2. À Québec, entre les ou vers les 1 er septembre 2022 et 1 er août 2023, l’intimée n’a pas agi avec professionnalisme, intégrité et compétence en modifiant des documents transactionnels préalablement signés par des clients et en les transmettant afin de procéder à une transaction, contrevenant ainsi aux articles 160, 160.1 de la Loi sur les valeurs mobilières, 10 et 14 du Règlement sur la déontologie dans les disciplines de valeurs mobilières.
[2] Essentiellement, la plaignante reproche à l’intimée d’avoir fait signer en blanc des documents et d’avoir, après signature du client, modifié des documents.
[3] L’intimée, représentée par avocat, a plaidé coupable à ces deux (2) chefs d’infraction et le comité de discipline (« comité ») en a pris acte après s’être assuré qu’elle en comprenait bien le sens et les conséquences.

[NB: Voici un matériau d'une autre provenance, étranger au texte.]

//! The `OpenAIClient` struct implements `ClientWrapper` for OpenAI-compatible
//! Chat Completions endpoints, capturing both the assistant response and token
//! usage (input vs output) for cost tracking.
//!
//! # Key Features
//!
//! - **send_message(...)**: blocking completion returning one `Message`.
//! - **send_message_stream(...)**: incremental `MessageChunk` stream.
//! - **Automatic usage capture**: stores the latest `TokenUsage` internally;
//!   call `get_last_usage()` after `send_message()` to retrieve it.
//! - **Custom base URLs**: point the same client at any OpenAI-compatible
//!   deployment via [`OpenAIClient::new_with_base_url`].
//!
//! # Example
//!
//! ```rust,no_run
//! use tripchat::clients::openai::OpenAIClient;
//! use tripchat::client_wrapper::{ClientWrapper, Message, Role};
//!
//! #[tokio::main]
//! async fn main() {
//!     let secret_key = std::env::var("OPENAI_API_KEY").expect("OPENAI_API_KEY not set");
//!     let client = OpenAIClient::new_with_model_string(&secret_key, "gpt-4o-mini");
//!
//!     let resp = client.send_message(&[
//!         Message { role: Role::System, content: "You are an assistant.".into() },
//!         Message { role: Role::User, content: "Hello!".into() },
//!     ], None).await.unwrap();
//!     println!("Assistant: {}", resp.content);
//!
//!     if let Some(usage) = client.get_last_usage() {
//!         println!(
//!             "Tokens — input: {}, output: {}, total: {}",
//!             usage.input_tokens, usage.output_tokens, usage.total_tokens
//!         );
//!     }
//! }
//! ```

use std::sync::Mutex;

use async_trait::async_trait;
use openai_rust2 as openai_rust;

use crate::tripchat::client_wrapper::{
    ClientWrapper, Message, MessageChunkStream, ModelInfo, RequestCapabilities, Role, TokenUsage,
};
use crate::tripchat::clients::common;
use crate::tripchat::clients::http_pool::get_http_client;
use crate::tripchat::error::ChatError;

/// Default REST endpoint for the official OpenAI deployment.
const OPENAI_BASE_URL: &str = "https://api.openai.com/v1";

/// Chat Completions path appended to the base URL for every request.
const CHAT_COMPLETIONS_PATH: &str = "/v1/chat/completions";

/// Client wrapper for OpenAI-compatible Chat Completions APIs.
///
/// The wrapper maintains the selected model identifier, the configured
/// [`ModelInfo`] capability flags, plus an internal [`TokenUsage`] slot so
/// callers can inspect how many tokens each request consumed. It reuses the
/// pooled HTTP client configured in [`crate::tripchat::clients::http_pool`].
pub struct OpenAIClient {
    /// Underlying SDK client pointing at the REST endpoint.
    client: openai_rust::Client,
    /// Model name that will be injected into each request.
    model: String,
    /// Capability flags requests are validated against at call time.
    model_info: ModelInfo,
    /// Storage for the token usage returned by the most recent request.
    token_usage: Mutex<Option<TokenUsage>>,
}

impl OpenAIClient {
    /// Construct a new client against the official OpenAI endpoint.
    pub fn new_with_model_string(secret_key: &str, model_name: &str) -> Self {
        OpenAIClient {
            client: openai_rust::Client::new_with_client(
                secret_key,
                get_http_client(OPENAI_BASE_URL),
            ),
            model: model_name.to_string(),
            model_info: ModelInfo::default(),
            token_usage: Mutex::new(None),
        }
    }

    /// Construct a client targeting a custom OpenAI-compatible base URL.
    pub fn new_with_base_url(secret_key: &str, model_name: &str, base_url: &str) -> Self {
        Self::new_with_base_url_and_http_client(
            secret_key,
            model_name,
            base_url,
            get_http_client(base_url),
        )
    }

    /// Construct a client with an explicit reqwest client, for wrappers that
    /// need endpoint-specific default headers.
    pub(crate) fn new_with_base_url_and_http_client(
        secret_key: &str,
        model_name: &str,
        base_url: &str,
        http_client: reqwest::Client,
    ) -> Self {
        OpenAIClient {
            client: openai_rust::Client::new_with_client_and_base_url(
                secret_key,
                http_client,
                base_url,
            ),
            model: model_name.to_string(),
            model_info: ModelInfo::default(),
            token_usage: Mutex::new(None),
        }
    }

    /// Replace the capability flags requests are validated against.
    pub fn with_model_info(mut self, model_info: ModelInfo) -> Self {
        self.model_info = model_info;
        self
    }
}

#[async_trait]
impl ClientWrapper for OpenAIClient {
    fn model_name(&self) -> &str {
        &self.model
    }

    fn model_info(&self) -> ModelInfo {
        self.model_info.clone()
    }

    async fn send_message(
        &self,
        messages: &[Message],
        options: Option<RequestCapabilities>,
    ) -> Result<Message, ChatError> {
        if let Some(requested) = &options {
            self.model_info.permits(requested)?;
        }

        let formatted_messages = common::format_messages(messages);

        let content = common::send_and_track(
            &self.client,
            &self.model,
            formatted_messages,
            Some(CHAT_COMPLETIONS_PATH.to_string()),
            &self.token_usage,
        )
        .await?;

        Ok(Message {
            role: Role::Assistant,
            content,
        })
    }

    fn supports_streaming(&self) -> bool {
        true
    }

    async fn send_message_stream(
        &self,
        messages: &[Message],
        options: Option<RequestCapabilities>,
    ) -> Result<MessageChunkStream, ChatError> {
        if let Some(requested) = &options {
            self.model_info.permits(requested)?;
        }

        let formatted_messages = common::format_messages(messages);

        common::send_stream(
            &self.client,
            &self.model,
            formatted_messages,
            Some(CHAT_COMPLETIONS_PATH.to_string()),
        )
        .await
    }

    fn usage_slot(&self) -> Option<&Mutex<Option<TokenUsage>>> {
        Some(&self.token_usage)
    }
}

#[cfg(test)]
mod tests {
    use super::*;
    use crate::tripchat::client_wrapper::ModelFamily;

    #[test]
    fn capability_mismatch_is_a_call_time_provider_error() {
        // Construction succeeds regardless of flags; the mismatch only
        // surfaces when a request asks for the capability.
        let client = OpenAIClient::new_with_model_string("fake-key", "gpt-4o-mini");
        assert_eq!(client.model_name(), "gpt-4o-mini");

        let rt = tokio::runtime::Runtime::new().unwrap();
        let err = rt
            .block_on(client.send_message(
                &[Message {
                    role: Role::User,
                    content: "hi".to_string(),
                }],
                Some(RequestCapabilities {
                    vision: true,
                    ..RequestCapabilities::default()
                }),
            ))
            .unwrap_err();

        assert_eq!(
            err,
            ChatError::Provider("model was not configured for vision".to_string())
        );
    }

    #[test]
    fn model_info_is_carried_through() {
        let client = OpenAIClient::new_with_model_string("fake-key", "gpt-4o-mini")
            .with_model_info(ModelInfo {
                json_output: true,
                family: ModelFamily::Gpt,
                ..ModelInfo::default()
            });
        assert!(client.model_info().json_output);
        assert_eq!(client.model_info().family, ModelFamily::Gpt);
    }
}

[4] Après un bref exposé des faits et production des pièces par le procureur de la plaignante, le comité a déclaré l’intimée coupable d’avoir contrevenu aux articles 160 et 160.1 de la Loi sur les valeurs mobilières (RLRQ, chapitre V-1.1) et les articles 10 et 14 du Règlement sur la déontologie dans les disciplines de valeurs mobilières (RLRQ, chapitre D-9.2, r.7.1) (« Règlement »).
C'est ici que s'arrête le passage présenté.